#### YOUR TASK:
Every line of the records below from the line with "Some(b) if b.speed()" up to and including the line with "for (index, parrot)" must be reproduced exactly, and no line outside that range.

#### PROVIDED MATERIAL:
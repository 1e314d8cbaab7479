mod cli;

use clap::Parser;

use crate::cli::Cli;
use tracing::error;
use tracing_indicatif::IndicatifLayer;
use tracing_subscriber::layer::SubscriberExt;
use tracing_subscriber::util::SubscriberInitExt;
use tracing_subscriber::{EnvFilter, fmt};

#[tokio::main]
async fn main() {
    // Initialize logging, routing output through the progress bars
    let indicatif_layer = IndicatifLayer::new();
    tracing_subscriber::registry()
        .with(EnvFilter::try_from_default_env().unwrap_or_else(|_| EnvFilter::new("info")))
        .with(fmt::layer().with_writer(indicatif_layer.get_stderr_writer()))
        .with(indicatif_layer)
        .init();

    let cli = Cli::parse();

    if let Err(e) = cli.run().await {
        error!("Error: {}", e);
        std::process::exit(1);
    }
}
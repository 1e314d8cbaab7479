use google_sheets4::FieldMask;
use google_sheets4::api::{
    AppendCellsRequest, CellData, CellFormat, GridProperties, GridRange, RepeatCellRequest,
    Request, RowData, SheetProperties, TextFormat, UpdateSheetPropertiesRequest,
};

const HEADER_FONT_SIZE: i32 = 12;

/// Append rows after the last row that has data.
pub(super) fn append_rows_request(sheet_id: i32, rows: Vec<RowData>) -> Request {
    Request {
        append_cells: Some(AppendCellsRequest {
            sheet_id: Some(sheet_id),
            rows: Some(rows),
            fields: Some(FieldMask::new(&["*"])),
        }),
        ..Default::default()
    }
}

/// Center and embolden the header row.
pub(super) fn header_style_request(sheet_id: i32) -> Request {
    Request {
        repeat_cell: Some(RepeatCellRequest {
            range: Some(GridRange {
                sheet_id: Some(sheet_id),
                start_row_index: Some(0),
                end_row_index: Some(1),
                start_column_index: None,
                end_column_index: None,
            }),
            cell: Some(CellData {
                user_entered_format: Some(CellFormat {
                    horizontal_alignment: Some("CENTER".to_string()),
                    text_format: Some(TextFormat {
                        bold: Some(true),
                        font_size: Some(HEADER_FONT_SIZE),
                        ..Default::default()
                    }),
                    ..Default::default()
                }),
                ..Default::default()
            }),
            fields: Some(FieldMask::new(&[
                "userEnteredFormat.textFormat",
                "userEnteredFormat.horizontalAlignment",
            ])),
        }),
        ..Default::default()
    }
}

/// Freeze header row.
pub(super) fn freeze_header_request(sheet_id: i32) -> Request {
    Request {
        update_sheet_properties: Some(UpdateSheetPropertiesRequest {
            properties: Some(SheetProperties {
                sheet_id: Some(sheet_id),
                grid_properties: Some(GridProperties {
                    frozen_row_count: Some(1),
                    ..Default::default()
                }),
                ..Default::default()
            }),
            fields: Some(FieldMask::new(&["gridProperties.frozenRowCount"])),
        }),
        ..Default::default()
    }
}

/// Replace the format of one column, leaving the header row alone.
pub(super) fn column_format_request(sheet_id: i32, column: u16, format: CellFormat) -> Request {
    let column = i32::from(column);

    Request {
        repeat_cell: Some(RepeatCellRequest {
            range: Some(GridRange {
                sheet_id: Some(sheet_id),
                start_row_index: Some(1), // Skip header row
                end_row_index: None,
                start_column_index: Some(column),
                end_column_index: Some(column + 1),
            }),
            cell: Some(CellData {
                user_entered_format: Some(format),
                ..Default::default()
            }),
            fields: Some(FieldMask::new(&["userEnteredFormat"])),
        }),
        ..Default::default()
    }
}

...

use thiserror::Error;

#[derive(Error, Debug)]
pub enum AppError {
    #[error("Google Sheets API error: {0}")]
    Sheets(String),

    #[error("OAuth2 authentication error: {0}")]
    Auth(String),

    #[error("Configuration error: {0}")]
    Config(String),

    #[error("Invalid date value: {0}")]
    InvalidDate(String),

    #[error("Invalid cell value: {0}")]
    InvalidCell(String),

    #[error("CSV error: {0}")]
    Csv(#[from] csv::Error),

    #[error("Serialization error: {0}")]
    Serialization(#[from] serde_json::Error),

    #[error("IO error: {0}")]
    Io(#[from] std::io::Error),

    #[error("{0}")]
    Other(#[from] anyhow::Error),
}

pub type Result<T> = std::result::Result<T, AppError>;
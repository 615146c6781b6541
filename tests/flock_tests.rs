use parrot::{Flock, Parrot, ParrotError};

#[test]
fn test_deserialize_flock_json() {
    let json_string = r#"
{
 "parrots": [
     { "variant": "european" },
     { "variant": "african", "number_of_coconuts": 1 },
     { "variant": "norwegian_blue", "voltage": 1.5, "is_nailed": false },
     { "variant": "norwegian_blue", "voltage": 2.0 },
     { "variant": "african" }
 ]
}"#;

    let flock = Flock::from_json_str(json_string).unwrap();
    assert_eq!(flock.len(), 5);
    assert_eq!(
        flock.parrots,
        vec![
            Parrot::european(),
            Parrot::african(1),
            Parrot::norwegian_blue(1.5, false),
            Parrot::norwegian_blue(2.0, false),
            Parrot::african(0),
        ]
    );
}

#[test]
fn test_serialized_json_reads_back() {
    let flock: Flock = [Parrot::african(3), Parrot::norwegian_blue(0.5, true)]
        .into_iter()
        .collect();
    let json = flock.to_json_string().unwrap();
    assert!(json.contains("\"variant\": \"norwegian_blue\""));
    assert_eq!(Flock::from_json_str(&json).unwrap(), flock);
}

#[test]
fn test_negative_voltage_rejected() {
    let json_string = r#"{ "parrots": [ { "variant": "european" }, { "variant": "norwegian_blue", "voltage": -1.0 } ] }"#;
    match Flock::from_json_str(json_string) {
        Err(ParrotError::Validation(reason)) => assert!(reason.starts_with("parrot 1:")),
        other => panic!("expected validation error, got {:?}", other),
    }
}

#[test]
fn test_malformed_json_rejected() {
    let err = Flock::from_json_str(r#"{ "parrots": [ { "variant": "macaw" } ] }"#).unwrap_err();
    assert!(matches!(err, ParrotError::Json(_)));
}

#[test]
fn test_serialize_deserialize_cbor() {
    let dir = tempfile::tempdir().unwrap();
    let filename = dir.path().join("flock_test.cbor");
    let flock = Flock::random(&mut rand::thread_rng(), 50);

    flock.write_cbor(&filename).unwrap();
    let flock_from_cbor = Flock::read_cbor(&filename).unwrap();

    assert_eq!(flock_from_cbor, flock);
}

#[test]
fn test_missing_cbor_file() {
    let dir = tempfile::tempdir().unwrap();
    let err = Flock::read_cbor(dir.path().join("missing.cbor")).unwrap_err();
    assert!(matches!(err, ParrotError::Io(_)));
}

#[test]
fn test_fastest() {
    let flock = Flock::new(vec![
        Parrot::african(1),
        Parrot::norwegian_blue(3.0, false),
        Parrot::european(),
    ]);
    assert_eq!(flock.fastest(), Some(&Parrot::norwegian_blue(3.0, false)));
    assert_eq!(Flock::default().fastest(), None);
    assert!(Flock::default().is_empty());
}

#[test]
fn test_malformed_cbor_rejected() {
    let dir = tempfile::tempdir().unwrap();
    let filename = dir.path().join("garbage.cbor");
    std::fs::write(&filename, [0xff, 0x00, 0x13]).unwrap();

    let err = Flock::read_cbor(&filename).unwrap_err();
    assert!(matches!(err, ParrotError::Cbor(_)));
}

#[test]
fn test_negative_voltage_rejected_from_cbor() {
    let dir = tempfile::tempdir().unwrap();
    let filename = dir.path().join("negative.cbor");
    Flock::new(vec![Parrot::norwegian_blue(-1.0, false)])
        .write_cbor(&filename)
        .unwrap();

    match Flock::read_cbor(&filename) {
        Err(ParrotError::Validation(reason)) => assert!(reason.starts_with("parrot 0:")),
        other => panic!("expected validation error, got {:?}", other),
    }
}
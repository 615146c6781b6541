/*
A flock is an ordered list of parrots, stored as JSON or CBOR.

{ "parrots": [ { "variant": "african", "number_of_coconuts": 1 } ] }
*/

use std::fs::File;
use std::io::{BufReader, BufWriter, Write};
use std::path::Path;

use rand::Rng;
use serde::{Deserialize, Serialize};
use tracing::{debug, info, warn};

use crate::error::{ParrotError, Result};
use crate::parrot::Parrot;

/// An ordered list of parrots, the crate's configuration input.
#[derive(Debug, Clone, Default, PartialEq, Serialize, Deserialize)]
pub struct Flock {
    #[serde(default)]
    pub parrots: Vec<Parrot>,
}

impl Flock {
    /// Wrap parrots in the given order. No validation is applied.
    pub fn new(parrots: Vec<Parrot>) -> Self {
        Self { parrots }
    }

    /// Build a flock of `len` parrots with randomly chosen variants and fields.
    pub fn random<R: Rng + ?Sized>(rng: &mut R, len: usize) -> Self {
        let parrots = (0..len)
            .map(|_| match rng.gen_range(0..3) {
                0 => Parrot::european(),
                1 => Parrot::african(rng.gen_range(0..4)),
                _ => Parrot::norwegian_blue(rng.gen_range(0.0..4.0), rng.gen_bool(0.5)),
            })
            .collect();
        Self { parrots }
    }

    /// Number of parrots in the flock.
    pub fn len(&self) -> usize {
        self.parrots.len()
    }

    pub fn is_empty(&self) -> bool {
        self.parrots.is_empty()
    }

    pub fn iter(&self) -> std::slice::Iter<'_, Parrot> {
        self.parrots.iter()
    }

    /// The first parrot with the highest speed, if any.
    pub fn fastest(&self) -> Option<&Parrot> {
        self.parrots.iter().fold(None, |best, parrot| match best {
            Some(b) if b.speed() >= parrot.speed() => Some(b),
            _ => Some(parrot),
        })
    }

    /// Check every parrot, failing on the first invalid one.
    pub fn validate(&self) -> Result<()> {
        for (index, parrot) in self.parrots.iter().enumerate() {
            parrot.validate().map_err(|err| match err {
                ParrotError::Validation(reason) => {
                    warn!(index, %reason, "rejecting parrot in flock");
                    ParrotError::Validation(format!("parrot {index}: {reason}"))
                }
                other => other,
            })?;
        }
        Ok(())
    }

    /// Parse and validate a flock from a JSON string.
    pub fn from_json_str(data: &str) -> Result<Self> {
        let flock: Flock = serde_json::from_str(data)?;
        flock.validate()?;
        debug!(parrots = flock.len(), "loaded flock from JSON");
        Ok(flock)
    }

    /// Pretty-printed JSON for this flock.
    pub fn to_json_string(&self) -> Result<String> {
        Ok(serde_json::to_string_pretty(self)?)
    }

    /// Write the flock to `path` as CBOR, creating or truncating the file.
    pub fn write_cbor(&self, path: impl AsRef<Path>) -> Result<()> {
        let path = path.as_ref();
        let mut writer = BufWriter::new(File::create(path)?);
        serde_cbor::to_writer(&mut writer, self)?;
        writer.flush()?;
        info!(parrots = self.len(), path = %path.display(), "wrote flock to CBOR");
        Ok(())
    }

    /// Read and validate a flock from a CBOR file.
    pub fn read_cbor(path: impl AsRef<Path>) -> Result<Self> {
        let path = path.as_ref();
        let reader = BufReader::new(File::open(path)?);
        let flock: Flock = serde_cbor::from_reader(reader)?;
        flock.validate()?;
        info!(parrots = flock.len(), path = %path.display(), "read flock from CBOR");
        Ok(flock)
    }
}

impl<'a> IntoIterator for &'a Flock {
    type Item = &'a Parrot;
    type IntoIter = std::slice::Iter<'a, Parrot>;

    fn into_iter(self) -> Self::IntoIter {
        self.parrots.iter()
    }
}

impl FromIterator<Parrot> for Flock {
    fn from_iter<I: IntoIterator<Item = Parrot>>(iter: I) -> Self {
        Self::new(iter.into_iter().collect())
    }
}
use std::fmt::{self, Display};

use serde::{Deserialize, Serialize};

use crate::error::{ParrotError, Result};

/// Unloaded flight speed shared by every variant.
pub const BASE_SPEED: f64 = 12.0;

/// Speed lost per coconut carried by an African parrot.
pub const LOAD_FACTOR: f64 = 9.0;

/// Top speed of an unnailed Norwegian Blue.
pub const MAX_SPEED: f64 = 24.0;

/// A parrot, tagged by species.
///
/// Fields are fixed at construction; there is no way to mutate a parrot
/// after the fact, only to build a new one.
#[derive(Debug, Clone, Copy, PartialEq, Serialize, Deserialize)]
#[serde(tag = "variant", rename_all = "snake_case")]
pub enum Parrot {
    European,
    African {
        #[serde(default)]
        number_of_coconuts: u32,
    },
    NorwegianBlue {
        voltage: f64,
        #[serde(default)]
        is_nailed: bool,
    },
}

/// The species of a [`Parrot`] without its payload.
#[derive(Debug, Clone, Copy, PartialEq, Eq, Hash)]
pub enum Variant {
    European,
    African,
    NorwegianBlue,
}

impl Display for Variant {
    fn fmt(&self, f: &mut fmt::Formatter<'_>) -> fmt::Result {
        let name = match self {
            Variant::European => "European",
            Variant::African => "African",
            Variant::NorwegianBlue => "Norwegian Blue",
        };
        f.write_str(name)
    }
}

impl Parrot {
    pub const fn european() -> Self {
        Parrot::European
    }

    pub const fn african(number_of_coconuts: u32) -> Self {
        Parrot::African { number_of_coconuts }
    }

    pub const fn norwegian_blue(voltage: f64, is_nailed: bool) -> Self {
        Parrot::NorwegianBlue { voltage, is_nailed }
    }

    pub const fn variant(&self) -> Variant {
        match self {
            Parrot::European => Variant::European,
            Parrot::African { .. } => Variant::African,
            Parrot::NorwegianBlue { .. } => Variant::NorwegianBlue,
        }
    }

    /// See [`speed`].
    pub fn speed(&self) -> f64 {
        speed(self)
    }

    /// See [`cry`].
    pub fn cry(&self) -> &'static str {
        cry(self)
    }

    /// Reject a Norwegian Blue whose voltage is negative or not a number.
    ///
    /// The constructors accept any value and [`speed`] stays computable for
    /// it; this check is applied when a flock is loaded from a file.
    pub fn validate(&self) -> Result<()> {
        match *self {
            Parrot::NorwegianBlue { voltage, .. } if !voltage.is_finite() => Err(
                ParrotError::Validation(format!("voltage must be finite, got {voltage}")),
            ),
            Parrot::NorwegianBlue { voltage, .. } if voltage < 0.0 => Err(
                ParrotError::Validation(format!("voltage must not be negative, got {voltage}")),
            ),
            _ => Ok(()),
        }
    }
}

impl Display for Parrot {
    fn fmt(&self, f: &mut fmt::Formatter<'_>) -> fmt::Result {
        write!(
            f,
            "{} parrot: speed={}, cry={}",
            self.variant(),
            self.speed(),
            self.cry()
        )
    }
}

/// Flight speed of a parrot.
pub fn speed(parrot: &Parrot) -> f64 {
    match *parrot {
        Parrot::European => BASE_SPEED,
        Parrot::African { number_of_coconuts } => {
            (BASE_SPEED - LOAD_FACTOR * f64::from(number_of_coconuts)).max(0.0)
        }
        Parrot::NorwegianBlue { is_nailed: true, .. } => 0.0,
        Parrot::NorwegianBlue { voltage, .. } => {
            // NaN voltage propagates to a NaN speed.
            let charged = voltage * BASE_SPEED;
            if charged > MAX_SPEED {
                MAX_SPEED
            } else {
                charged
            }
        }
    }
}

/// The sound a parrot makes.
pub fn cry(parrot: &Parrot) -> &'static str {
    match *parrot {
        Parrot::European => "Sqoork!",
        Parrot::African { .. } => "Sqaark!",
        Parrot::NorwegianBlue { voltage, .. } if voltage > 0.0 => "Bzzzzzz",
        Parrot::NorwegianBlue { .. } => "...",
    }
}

#### FINISHED TASK:
            Some(b) if b.speed() >= parrot.speed() => Some(b),
            _ => Some(parrot),
        })
    }

    /// Check every parrot, failing on the first invalid one.
    pub fn validate(&self) -> Result<()> {
        for (index, parrot) in self.parrots.iter().enumerate() {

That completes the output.